THE PROBLEM:
Which lines of the data below contain "struct"? Please show them all.

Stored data
- - - - - - -

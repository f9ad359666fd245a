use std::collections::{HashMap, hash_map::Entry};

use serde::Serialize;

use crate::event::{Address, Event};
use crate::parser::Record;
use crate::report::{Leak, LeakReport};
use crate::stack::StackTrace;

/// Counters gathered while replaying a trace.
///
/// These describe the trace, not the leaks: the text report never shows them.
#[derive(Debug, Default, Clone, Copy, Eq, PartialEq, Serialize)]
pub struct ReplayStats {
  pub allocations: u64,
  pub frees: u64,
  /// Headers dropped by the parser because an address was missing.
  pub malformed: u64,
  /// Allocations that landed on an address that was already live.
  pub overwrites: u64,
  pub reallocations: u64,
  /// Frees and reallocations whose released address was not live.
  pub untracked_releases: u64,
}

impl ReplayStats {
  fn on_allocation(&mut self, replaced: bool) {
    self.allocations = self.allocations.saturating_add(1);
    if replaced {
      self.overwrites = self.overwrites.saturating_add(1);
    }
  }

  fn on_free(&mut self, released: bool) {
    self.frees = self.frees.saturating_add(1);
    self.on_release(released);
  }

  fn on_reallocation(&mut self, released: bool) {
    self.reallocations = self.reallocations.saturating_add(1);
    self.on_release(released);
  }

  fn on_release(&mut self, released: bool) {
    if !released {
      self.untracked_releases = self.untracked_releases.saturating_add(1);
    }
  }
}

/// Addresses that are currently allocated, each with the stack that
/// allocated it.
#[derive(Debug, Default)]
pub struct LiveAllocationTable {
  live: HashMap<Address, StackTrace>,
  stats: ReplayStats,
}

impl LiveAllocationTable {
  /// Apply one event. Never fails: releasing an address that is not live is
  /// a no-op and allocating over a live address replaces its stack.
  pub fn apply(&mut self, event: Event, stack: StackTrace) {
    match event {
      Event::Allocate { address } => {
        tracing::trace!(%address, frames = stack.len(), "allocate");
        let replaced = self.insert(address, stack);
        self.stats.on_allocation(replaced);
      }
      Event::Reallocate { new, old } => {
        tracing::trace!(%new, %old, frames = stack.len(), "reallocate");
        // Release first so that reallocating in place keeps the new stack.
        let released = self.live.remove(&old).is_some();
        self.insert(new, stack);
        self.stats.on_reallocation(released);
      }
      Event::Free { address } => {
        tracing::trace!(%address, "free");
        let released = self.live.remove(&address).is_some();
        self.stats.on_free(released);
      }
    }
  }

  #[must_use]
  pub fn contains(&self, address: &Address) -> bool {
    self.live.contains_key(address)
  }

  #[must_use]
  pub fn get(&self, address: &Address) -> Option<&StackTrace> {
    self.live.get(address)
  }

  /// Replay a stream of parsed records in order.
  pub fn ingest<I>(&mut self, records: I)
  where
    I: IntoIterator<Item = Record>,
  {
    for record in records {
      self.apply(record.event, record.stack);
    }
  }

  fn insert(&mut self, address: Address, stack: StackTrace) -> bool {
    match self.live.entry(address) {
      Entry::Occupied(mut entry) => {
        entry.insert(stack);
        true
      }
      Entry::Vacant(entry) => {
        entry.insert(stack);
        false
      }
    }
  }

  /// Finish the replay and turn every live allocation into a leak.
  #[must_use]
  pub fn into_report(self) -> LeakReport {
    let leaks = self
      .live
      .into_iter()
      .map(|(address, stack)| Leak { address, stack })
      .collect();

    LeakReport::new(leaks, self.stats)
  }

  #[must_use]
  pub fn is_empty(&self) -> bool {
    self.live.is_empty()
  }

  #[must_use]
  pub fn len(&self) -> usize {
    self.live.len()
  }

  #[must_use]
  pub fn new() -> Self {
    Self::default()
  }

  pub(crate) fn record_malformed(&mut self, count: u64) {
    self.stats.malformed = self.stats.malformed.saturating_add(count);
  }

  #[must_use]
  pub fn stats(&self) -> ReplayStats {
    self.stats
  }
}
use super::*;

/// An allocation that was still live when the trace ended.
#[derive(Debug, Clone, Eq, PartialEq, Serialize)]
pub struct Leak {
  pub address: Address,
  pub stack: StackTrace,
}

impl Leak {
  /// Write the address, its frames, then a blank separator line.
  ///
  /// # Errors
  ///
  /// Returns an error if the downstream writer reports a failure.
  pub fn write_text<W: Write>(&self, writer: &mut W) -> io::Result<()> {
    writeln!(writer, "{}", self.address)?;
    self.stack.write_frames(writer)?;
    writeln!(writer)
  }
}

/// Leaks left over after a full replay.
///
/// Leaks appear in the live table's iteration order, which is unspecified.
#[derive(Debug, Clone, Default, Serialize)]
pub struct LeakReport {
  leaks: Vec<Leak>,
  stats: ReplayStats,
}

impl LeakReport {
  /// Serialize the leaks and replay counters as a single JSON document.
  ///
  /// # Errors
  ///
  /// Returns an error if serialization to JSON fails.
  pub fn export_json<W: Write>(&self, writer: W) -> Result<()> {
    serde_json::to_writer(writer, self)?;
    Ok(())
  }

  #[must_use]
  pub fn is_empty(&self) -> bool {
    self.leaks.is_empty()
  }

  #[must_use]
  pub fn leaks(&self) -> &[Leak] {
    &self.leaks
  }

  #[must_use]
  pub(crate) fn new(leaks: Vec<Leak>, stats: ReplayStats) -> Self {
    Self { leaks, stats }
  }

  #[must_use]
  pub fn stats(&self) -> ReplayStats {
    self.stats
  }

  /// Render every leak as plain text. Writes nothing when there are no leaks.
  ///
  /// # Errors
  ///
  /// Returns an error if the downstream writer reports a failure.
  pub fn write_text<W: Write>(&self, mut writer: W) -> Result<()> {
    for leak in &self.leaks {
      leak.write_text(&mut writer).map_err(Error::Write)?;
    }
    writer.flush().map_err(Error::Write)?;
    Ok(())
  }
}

- - - - - - -

SOLUTION FOR THIS TASK:
pub struct ReplayStats {
pub struct LiveAllocationTable {
pub struct Leak {
pub struct LeakReport {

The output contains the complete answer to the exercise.